◆ **EXERCISE INSTRUCTIONS**
Extract all lines from the data beneath that include the word "hits".

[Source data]
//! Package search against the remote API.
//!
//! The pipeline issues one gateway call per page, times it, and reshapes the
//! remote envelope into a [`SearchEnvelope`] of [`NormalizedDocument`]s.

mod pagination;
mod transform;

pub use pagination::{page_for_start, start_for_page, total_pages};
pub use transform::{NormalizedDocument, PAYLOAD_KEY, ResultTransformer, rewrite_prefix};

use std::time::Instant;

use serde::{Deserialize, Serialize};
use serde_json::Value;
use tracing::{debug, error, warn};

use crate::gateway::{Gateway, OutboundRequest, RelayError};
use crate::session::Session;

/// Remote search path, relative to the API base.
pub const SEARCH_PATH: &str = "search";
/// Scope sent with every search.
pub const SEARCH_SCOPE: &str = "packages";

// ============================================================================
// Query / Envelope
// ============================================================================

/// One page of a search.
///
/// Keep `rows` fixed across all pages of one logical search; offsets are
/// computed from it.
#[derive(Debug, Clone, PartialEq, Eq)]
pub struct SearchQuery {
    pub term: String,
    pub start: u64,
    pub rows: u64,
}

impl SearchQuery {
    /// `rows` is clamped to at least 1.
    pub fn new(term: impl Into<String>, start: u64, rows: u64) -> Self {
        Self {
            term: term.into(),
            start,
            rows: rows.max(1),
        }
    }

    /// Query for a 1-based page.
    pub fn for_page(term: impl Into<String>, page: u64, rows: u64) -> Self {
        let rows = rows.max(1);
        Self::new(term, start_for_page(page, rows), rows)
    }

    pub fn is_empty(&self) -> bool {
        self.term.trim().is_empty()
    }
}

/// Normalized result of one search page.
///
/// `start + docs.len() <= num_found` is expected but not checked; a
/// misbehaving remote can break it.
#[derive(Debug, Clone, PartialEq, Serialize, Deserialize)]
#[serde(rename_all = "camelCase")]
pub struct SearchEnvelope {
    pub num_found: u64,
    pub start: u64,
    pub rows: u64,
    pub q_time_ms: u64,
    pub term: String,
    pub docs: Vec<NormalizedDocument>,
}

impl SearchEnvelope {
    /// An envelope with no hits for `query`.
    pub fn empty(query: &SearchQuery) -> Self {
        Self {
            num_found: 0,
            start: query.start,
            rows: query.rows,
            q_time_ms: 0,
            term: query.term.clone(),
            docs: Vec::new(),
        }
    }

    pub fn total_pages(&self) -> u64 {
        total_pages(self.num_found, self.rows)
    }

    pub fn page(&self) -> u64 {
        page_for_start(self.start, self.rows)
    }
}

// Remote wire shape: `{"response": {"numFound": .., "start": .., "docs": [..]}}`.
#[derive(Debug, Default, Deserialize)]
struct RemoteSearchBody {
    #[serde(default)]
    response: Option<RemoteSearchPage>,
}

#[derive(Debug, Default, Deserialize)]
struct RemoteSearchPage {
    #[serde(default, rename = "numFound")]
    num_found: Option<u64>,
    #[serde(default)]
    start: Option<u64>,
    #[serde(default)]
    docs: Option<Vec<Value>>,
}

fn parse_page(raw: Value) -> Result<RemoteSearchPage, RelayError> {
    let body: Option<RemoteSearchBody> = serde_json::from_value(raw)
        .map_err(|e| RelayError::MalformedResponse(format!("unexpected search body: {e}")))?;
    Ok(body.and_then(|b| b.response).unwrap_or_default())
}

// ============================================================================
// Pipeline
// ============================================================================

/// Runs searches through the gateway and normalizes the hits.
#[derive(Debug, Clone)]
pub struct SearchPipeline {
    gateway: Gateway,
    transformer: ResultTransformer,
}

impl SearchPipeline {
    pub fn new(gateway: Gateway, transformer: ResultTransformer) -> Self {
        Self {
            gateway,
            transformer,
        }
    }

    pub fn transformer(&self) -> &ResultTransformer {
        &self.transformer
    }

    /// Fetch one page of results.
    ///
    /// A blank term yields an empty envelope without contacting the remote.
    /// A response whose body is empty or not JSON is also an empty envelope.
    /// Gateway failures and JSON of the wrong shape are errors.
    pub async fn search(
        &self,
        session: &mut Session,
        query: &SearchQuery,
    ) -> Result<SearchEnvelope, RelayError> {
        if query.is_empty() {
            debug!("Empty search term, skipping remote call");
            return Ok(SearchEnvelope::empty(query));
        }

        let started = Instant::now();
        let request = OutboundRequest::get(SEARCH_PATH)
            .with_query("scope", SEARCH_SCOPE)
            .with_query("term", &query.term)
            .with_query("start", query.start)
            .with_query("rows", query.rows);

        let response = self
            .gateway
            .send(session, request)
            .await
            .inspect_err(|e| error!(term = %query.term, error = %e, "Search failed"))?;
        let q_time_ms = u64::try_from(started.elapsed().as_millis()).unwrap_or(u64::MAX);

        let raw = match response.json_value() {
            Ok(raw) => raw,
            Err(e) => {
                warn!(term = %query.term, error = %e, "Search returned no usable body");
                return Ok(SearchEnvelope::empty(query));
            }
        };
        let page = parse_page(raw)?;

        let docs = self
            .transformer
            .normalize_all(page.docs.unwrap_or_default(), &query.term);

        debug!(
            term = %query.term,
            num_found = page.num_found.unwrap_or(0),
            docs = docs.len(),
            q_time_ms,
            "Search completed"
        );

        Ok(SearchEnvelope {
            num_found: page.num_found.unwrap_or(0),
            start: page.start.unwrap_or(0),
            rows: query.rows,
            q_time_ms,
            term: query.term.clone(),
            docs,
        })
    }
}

==

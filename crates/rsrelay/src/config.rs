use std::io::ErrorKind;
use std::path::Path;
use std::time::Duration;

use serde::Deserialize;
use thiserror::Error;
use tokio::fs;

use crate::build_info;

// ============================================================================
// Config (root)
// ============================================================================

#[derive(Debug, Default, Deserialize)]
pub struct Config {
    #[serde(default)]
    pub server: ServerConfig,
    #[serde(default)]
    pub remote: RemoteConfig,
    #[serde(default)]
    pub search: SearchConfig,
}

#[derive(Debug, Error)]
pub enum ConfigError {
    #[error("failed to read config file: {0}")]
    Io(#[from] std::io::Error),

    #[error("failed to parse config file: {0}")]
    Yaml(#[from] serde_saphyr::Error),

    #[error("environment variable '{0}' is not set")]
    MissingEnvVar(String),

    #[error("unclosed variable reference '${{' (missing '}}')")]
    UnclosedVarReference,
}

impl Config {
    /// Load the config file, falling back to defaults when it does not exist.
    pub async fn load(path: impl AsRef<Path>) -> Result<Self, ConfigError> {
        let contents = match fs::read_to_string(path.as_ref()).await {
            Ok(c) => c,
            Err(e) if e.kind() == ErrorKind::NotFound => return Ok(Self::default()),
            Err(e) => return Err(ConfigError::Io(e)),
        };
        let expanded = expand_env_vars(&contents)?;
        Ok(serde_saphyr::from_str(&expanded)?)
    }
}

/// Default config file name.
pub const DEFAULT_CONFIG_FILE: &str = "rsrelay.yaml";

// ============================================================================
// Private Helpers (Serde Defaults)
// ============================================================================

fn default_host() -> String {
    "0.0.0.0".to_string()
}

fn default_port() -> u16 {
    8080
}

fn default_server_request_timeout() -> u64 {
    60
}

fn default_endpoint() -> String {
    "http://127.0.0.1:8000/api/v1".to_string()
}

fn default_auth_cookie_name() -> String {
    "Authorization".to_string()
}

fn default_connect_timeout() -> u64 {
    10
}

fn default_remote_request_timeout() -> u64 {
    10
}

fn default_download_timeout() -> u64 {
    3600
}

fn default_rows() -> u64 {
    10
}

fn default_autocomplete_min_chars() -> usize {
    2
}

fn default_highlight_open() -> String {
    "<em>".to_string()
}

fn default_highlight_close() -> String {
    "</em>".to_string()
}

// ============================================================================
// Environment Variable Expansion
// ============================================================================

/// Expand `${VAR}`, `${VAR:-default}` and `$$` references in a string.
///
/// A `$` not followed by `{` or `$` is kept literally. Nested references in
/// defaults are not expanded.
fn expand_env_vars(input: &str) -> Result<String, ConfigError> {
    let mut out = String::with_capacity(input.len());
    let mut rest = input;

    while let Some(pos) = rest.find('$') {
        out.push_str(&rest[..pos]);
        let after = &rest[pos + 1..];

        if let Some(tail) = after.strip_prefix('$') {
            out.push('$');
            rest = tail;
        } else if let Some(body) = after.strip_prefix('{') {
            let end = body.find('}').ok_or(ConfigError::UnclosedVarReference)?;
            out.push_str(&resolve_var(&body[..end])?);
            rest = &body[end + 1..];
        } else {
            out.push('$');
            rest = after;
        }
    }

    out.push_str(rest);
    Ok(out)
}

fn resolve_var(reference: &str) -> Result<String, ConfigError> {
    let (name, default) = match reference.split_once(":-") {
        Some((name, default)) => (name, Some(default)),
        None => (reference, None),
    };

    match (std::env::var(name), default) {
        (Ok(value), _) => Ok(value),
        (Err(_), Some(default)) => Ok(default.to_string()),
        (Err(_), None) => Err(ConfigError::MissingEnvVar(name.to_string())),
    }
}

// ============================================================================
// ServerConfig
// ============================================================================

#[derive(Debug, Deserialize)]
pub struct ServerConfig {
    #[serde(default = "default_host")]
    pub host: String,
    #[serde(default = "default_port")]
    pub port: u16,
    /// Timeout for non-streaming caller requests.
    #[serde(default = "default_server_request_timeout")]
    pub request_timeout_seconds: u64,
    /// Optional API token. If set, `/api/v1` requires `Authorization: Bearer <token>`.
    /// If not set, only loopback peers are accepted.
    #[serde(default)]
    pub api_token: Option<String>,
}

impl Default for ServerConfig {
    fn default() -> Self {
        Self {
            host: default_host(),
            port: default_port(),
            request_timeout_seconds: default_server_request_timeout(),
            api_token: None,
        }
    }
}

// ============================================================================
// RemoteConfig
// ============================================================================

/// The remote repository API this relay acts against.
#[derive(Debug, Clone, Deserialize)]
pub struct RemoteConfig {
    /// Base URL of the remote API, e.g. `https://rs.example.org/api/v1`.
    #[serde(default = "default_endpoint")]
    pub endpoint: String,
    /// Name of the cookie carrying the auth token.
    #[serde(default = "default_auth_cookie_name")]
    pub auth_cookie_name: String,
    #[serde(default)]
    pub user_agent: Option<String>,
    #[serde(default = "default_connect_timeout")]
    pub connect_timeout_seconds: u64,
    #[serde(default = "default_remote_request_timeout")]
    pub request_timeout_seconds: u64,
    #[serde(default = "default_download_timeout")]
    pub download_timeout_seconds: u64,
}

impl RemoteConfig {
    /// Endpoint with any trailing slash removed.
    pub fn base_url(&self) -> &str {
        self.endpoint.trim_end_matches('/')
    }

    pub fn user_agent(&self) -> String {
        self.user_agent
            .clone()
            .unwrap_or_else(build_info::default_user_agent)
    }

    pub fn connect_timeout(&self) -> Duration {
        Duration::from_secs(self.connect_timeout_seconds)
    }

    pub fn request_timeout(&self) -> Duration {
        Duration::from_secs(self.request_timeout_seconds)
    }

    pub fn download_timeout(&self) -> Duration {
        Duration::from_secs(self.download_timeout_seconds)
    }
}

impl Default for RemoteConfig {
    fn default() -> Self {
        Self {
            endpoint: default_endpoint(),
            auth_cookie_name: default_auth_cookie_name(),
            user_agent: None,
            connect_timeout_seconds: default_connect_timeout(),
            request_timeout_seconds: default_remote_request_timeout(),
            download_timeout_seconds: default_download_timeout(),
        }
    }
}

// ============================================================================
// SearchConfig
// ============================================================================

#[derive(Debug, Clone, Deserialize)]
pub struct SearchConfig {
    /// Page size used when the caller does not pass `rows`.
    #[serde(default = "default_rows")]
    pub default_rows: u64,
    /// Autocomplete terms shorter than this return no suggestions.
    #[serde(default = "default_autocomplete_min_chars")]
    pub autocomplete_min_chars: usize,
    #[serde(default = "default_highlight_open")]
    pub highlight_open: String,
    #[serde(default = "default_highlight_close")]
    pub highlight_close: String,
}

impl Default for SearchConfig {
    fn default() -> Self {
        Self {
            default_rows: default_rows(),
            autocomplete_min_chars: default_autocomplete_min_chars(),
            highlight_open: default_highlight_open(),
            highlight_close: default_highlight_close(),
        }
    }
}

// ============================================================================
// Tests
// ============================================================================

◆ **TASK RESULT**
    /// An envelope with no hits for `query`.
/// Runs searches through the gateway and normalizes the hits.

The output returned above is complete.